Notify Affected Individuals

If a breach of unsecured PHI is not reasonably determined to pose a low probability of compromise, you must notify affected individuals without unreasonable delay and no later than 60 calendar days after discovery.

Notification basics

  • Content: a plain-language description of what happened, types of PHI involved, steps individuals should take, what you are doing to mitigate and prevent recurrence, and your contact information.
  • Method: first-class mail (or email if the individual has agreed). Use substitute notice if contact information is insufficient.
  • Additional reporting: notify the Department of Health and Human Services and, for incidents affecting 500 or more residents of a state or jurisdiction, prominent media. Maintain supporting risk analysis documentation.

Track deadlines meticulously, coordinate with business associates as needed, and keep comprehensive records of determinations and notices.

Comply with State Laws

HIPAA generally preempts contrary state laws, but you must follow more stringent state privacy rules where they apply. State privacy law compliance often includes shorter breach notification deadlines, broader definitions of personal information, and special protections for sensitive data.

Maintain a state law matrix that maps your operations to applicable requirements (e.g., minors’ records, behavioral health, HIV, reproductive health). Build state-driven differences into your policies, forms, and training so staff know which rule governs in specific scenarios.

Bringing these elements together—leadership, clear policies, training, PHI safeguards, disciplined risk management, vendor control, incident response, and aligned state compliance—creates a robust HIPAA Privacy Rule program that protects individuals and strengthens organizational trust.

FAQs.

What are the key responsibilities of a HIPAA privacy official?

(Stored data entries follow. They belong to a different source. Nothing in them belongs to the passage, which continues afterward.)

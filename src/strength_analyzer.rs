// ABOUTME: Per-exercise strength trend via repetition-max normalization and day-max carry
// ABOUTME: Sets become comparable weights, days keep their best lift, buckets keep their best day
//
// SPDX-License-Identifier: MIT OR Apache-2.0
// Copyright (c) 2025 Liftbook

//! Strength trend aggregation.
//!
//! Pipeline: filter sets the target accepts, normalize each to a comparable
//! weight, carry the best value per calendar day, then the best day per
//! bucket. A day's estimation flag is the flag of the sample that won the
//! day, not an OR across the day; a bucket is additionally estimated when
//! more than one day fed it, since collapsing days is itself an
//! approximation. Empty buckets are omitted rather than emitted as nulls.

use std::collections::BTreeMap;

use chrono::NaiveDate;

use crate::algorithms::rep_max::{RepMaxFormula, RmTarget};
use crate::bucketizer;
use crate::models::{TrendPoint, WorkoutSet};
use crate::timeframe::{TrendInterval, TrendPeriod};

/// Best comparable lift of one calendar day.
#[derive(Debug, Clone, Copy)]
struct DayBest {
    weight_kg: f64,
    estimated: bool,
}

/// Per-exercise weight trend for one repetition-max target.
///
/// `sets` is expected to hold one exercise's history, already filtered by
/// the storage layer; dates outside `[period start, today]` are dropped
/// here as well so a wider slice cannot skew the series.
#[must_use]
pub fn weight_trend(
    sets: &[WorkoutSet],
    period: TrendPeriod,
    interval: TrendInterval,
    target: RmTarget,
    formula: RepMaxFormula,
    today: NaiveDate,
) -> Vec<TrendPoint> {
    let window_start = period.start_date(today);
    let by_day = day_maxima(sets, target, formula, window_start, today);

    bucketizer::partition(by_day, window_start, today, interval)
        .into_iter()
        .filter(|bucket| !bucket.days.is_empty())
        .map(|bucket| {
            let contributing_days = bucket.days.len();
            let mut best: Option<DayBest> = None;
            for &(_, day) in &bucket.days {
                // Strict comparison keeps the earliest day on ties.
                if best.is_none_or(|b| day.weight_kg > b.weight_kg) {
                    best = Some(day);
                }
            }
            TrendPoint {
                label: bucket.label,
                value: best.map(|b| b.weight_kg),
                estimated: best.is_some_and(|b| b.estimated) || contributing_days > 1,
            }
        })
        .collect()
}

/// Reduce raw sets to the best comparable weight per calendar day.
///
/// Sets are walked in timestamp order so that same-value ties resolve to
/// the earliest sample regardless of input order.
fn day_maxima(
    sets: &[WorkoutSet],
    target: RmTarget,
    formula: RepMaxFormula,
    window_start: NaiveDate,
    today: NaiveDate,
) -> BTreeMap<NaiveDate, DayBest> {
    let mut eligible: Vec<&WorkoutSet> = sets
        .iter()
        .filter(|set| target.accepts(set.weight_kg, set.reps))
        .collect();
    eligible.sort_by_key(|set| set.recorded_at);

    let mut by_day = BTreeMap::new();
    for set in eligible {
        let (Some(weight), Some(reps)) = (set.weight_kg, set.reps) else {
            continue;
        };
        let day = set.day();
        if day < window_start || day > today {
            continue;
        }
        let comparable = target.comparable(weight, reps, formula);
        if !comparable.weight_kg.is_finite() {
            continue;
        }
        let candidate = DayBest {
            weight_kg: comparable.weight_kg,
            estimated: comparable.estimated,
        };
        by_day
            .entry(day)
            .and_modify(|best: &mut DayBest| {
                if candidate.weight_kg > best.weight_kg {
                    *best = candidate;
                }
            })
            .or_insert(candidate);
    }
    by_day
}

The privacy official oversees policy development and implementation, coordinates workforce training, monitors compliance, manages complaints and investigations, supervises vendor and BAA oversight, advises leadership on risk decisions, and ensures documentation (including incident and training records) is retained for at least six years.

How should a covered entity conduct a HIPAA risk analysis?

Inventory PHI systems and vendors, identify threats and vulnerabilities, estimate likelihood and impact, evaluate existing controls, and prioritize remediation. Keep risk analysis documentation current, review it annually and after major changes, and use event-specific breach risk assessments to decide on notifications and corrective actions.

When is breach notification required?

Notification is required when unsecured PHI is breached and you cannot demonstrate a low probability of compromise after a documented risk assessment. You must notify affected individuals without unreasonable delay and no later than 60 days, and also notify regulators and, for large incidents, the media, following your breach notification requirements.

How do state laws affect HIPAA compliance?

When a state law is more stringent than HIPAA—for example, shorter deadlines, broader individual rights, or stronger consent rules—you must follow the state standard. Create and maintain a state law matrix, update your procedures and training accordingly, and monitor developments to ensure ongoing state privacy law compliance.